Both, for example, criticized politicians and activists for exaggerating the benefits likely to be obtained from state preschool programs. Besharov observed that even the cost-benefit numbers often cited from Perry and Abecedarian are inflated by errors of reporting and classification. Ramey, while not directly answering Besharov’s charge, suggested that advocates promise something like $1.40 in benefits for every $1 spent on targeted preschool programs – Smart Start was sold during Hunt’s third term with preposterous promises of many times that payoff per dollar – and then added that “a similarly high rate of return is unlikely for most current and proposed pre-K programs because many of the children being served have relatively low levels of risk for school failure, placement in special education, later criminal behavior, or failure to become economically self-sufficient in adulthood.”
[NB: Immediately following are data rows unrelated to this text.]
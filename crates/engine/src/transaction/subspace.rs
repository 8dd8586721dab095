//! Nested transaction views
//!
//! A subspace borrows its parent transaction and forwards every read and
//! write under an extra prefix. It cannot commit or cancel: only the root
//! transaction ends the unit of work, so a composed function can never
//! partially commit a larger operation.

use tupledb_core::{prepend, Bounds, KeyValuePair, Result, Tuple, Value};

use crate::transaction::strip_rows;
use crate::transaction_ops::{TransactionOps, TransactionRead, TransactionWrite};

/// A transaction restricted to tuples under `prefix`
pub struct TransactionSubspace<'a> {
    parent: &'a mut (dyn TransactionOps + 'a),
    prefix: Tuple,
}

impl<'a> TransactionSubspace<'a> {
    /// Forward to `parent` under `prefix`
    pub fn new(parent: &'a mut (dyn TransactionOps + 'a), prefix: Tuple) -> Self {
        Self { parent, prefix }
    }

    /// The prefix relative to the parent
    pub fn prefix(&self) -> &[Value] {
        &self.prefix
    }

    /// A deeper view under `prefix`
    pub fn subspace(&mut self, prefix: Tuple) -> TransactionSubspace<'_> {
        TransactionSubspace::new(self, prefix)
    }
}

impl TransactionRead for TransactionSubspace<'_> {
    fn scan(&mut self, bounds: Bounds) -> Result<Vec<KeyValuePair>> {
        let rows = self.parent.scan(bounds.with_prefix(&self.prefix))?;
        Ok(strip_rows(&self.prefix, rows))
    }
}

impl TransactionWrite for TransactionSubspace<'_> {
    fn set(&mut self, tuple: Tuple, value: Value) -> Result<()> {
        self.parent.set(prepend(&self.prefix, tuple), value)
    }

    fn remove(&mut self, tuple: Tuple) -> Result<()> {
        self.parent.remove(prepend(&self.prefix, tuple))
    }
}

impl TransactionOps for TransactionSubspace<'_> {
    fn as_read(&mut self) -> &mut dyn TransactionRead {
        self
    }

    fn as_write(&mut self) -> &mut dyn TransactionWrite {
        self
    }
}

impl std::fmt::Debug for TransactionSubspace<'_> {
    fn fmt(&self, f: &mut std::fmt::Formatter<'_>) -> std::fmt::Result {
        f.debug_struct("TransactionSubspace")
            .field("prefix", &self.prefix)
            .finish_non_exhaustive()
    }
}
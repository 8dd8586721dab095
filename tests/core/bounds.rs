//! Bounds Tests
//!
//! Range semantics shared by every scan, the concurrency log and
//! subscriptions.

use crate::common::*;
use tupledb::{sorted, Error};

fn sorted_tuples(items: &[&[&str]]) -> Vec<Tuple> {
    let mut list = Vec::new();
    for item in items {
        sorted::set(&mut list, tuple(item));
    }
    list
}

#[test]
fn prefix_covers_prefix_and_descendants_only() {
    let bounds = Bounds::prefix(tuple(&["users"])).normalize();
    assert!(bounds.contains(&tuple(&["users"])));
    assert!(bounds.contains(&tuple(&["users", "ada"])));
    assert!(bounds.contains(&tuple(&["users", "ada", "email"])));
    assert!(!bounds.contains(&tuple(&["user"])));
    assert!(!bounds.contains(&tuple(&["usersx"])));
    assert!(!bounds.contains(&tuple(&["posts"])));
}

#[test]
fn range_endpoints_are_relative_to_prefix() {
    let bounds = Bounds::prefix(tuple(&["users"]))
        .gte(tuple(&["b"]))
        .lt(tuple(&["d"]))
        .normalize();
    assert!(!bounds.contains(&tuple(&["users", "a"])));
    assert!(bounds.contains(&tuple(&["users", "b"])));
    assert!(bounds.contains(&tuple(&["users", "c", "x"])));
    assert!(!bounds.contains(&tuple(&["users", "d"])));
    assert!(!bounds.contains(&tuple(&["b"])));
}

#[test]
fn scan_half_open_range() {
    let list = sorted_tuples(&[&["a"], &["b"], &["b", "x"], &["c"], &["d"]]);
    let bounds = Bounds::new().gte(tuple(&["b"])).lt(tuple(&["d"])).normalize();
    assert_eq!(
        sorted::scan(&list, &bounds).unwrap(),
        vec![tuple(&["b"]), tuple(&["b", "x"]), tuple(&["c"])]
    );
}

#[test]
fn reverse_limit_takes_last_items() {
    let list = sorted_tuples(&[&["a"], &["b"], &["c"], &["d"]]);
    let bounds = Bounds::new().reverse().limit(2).normalize();
    assert_eq!(
        sorted::scan(&list, &bounds).unwrap(),
        vec![tuple(&["d"]), tuple(&["c"])]
    );
}

#[test]
fn inverted_range_is_rejected() {
    let list = sorted_tuples(&[&["a"]]);
    let bounds = Bounds::new().gt(tuple(&["z"])).lt(tuple(&["a"])).normalize();
    assert!(matches!(
        sorted::scan(&list, &bounds),
        Err(Error::InvalidBounds { .. })
    ));
}
//! Concurrency layer for tupledb
//!
//! This crate implements optimistic concurrency control (OCC) with:
//! - ConcurrencyLog: append-only read/write log per engine
//! - Conflict detection at commit time (first committer wins)
//! - Garbage collection of writes no read can conflict with any more
//!
//! There are no locks held across a transaction: reads never block, and a
//! conflicting transaction learns about it only when it commits.

#![warn(missing_docs)]
#![warn(clippy::all)]

pub mod conflict;
pub mod log;

pub use conflict::ReadWriteConflict;
pub use log::{ConcurrencyLog, LogItem};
Such children would include my own, who attended a day care center receiving Smart Start grants and (fingers crossed) should never have been considered at-risk. As I’ve also said before, at least Easley had the good sense to means-test his preschool program.

The other point of agreement, or at least non-disagreement, between Besharov and Ramey involved the method of delivery. The former argued that preschool programs need not occur overwhelmingly in public schools or be run as local government monopolies. Lack of quality control is a key reason why state preschool interventions don’t deliver on their promise, and it stands to reason that when only one provider is authorized to deliver preschool services in a given area, there’s not a lot of pressure on it to maintain high performance.

Ramey didn’t try to defend the status quo. “I favor competitive market-driven approaches alongside publicly funded initiatives, as long as all of these are held publicly accountable using the same standards and measures of performance and benefits,” he said, going on to mention options such as “adequately funded vouchers, substantial tax credits, public-private partnership programs, and parent participatory contributions to early childhood programs.” Sounds good to me.

Hood is president of the John Locke Foundation.